そこには共通の女友達からのLINE画面が開かれていて怒涛のLINEの数だった。
「これ、、なに?めちゃくちゃ追いLINEされてる。
なにかしたの?」
あまりにも女友達からの一方的なLINEが多すぎて思わず聞いてしまった。
「それがなにもしてないんだよね。仕事中ずっと携帯鳴るから何事かと思って見たらLINEが35通も来ててびびって返事返してない。」
困ったように笑いながらしゅんくんが言った。
「35通?!」
思わず大きな声で言ってしまった。
「35通(笑)すごいでしょ。一方的に送ってきたLINEの数No. 1だよ」
笑いながらしゅんくんは言ってどうやって返事返そうって悩んでた。
私だったら返さないのにな。
追いLINEとかめんどくさい。
そんな人と関わると良いことない。
って思ってしまう自分がいた。
「うーん、返事返すのやめた。
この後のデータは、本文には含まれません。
// src/templates.rs
//
// Transactional email bodies. Inline styles only; these render inside
// webmail clients.

pub fn order_client(name: &str, plan: &str, amount: f64, order_id: &str) -> String {
    format!(
        r#"
  <div style="font-family:Poppins,sans-serif;max-width:600px;margin:auto;
  padding:20px;border-radius:12px;background:#0b0b0b;color:white;">

    <h2 style="color:#00fff0;">✅ Order Confirmed - AVX Web Services</h2>

    <p>Hi <b>{name}</b>,</p>

    <p>Thank you for choosing AVX 🎉</p>

    <div style="padding:15px;border-radius:10px;
    background:rgba(255,255,255,0.08);margin-top:15px;">

      <p><b>Order ID:</b> {order_id}</p>
      <p><b>Plan:</b> {plan}</p>
      <p><b>Total Amount:</b> ₹{amount}</p>
      <p><b>Delivery:</b> Within 3-5 Days</p>

    </div>

    <br>

    <a href="https://wa.me/917668569913"
    style="display:inline-block;padding:12px 20px;
    background:linear-gradient(90deg,#00fff0,#0066ff);
    border-radius:10px;color:black;font-weight:700;text-decoration:none;">
    💬 Chat on WhatsApp
    </a>

    <p style="margin-top:20px;color:#aaa;font-size:13px;">
    AVX Web Services | Websites for Business Growth 🚀
    </p>

  </div>
  "#
    )
}

pub fn order_admin(
    name: &str,
    email: &str,
    phone: &str,
    plan: &str,
    amount: f64,
    order_id: &str,
) -> String {
    format!(
        r#"
  <div style="font-family:Poppins,sans-serif;padding:20px;">
    <h2 style="color:#00fff0;">📩 New Order Received</h2>

    <p><b>Order ID:</b> {order_id}</p>
    <p><b>Name:</b> {name}</p>
    <p><b>Email:</b> {email}</p>
    <p><b>Phone:</b> {phone}</p>
    <p><b>Plan:</b> {plan}</p>
    <p><b>Amount:</b> ₹{amount}</p>

    <br>

    <a href="https://wa.me/{phone}"
    style="padding:10px 18px;
    background:#25D366;
    border-radius:10px;
    text-decoration:none;
    color:white;">
    Reply Client on WhatsApp
    </a>
  </div>
  "#
    )
}

pub fn demo_alert(name: &str, business: &str) -> String {
    format!(
        r#"
  <div style="font-family:Poppins,sans-serif;max-width:600px;margin:auto;
  padding:20px;border-radius:12px;background:#0b0b0b;color:white;">

    <h2 style="color:#00fff0;">🎁 Free Demo Request Received</h2>

    <p>Hello <b>{name}</b>,</p>

    <p>We received your free demo request for:</p>

    <div style="padding:15px;background:rgba(255,255,255,0.08);
    border-radius:10px;">
      <p><b>Business Name:</b> {business}</p>
      <p><b>Status:</b> Demo will be delivered within 24 Hours ✅</p>
    </div>

    <br>

    <p>Our team will contact you soon.</p>

    <a href="https://wa.me/917668569913"
    style="display:inline-block;margin-top:15px;
    padding:12px 20px;background:#00fff0;
    border-radius:10px;color:black;font-weight:700;text-decoration:none;">
    WhatsApp Support
    </a>

  </div>
  "#
    )
}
せっかくあかりちゃんと会ってるのにこの子に時間使うの勿体無い!ドライブ行こ!」
そう言ってラインの画面を閉じて車を発進させた。
あてもなくただ車を走らせるだけのドライブ。
こんな風にドライブしたことないや。
私って経験あるけど経験ないよな。
そんなことを思いながら窓からの景色を眺めていた。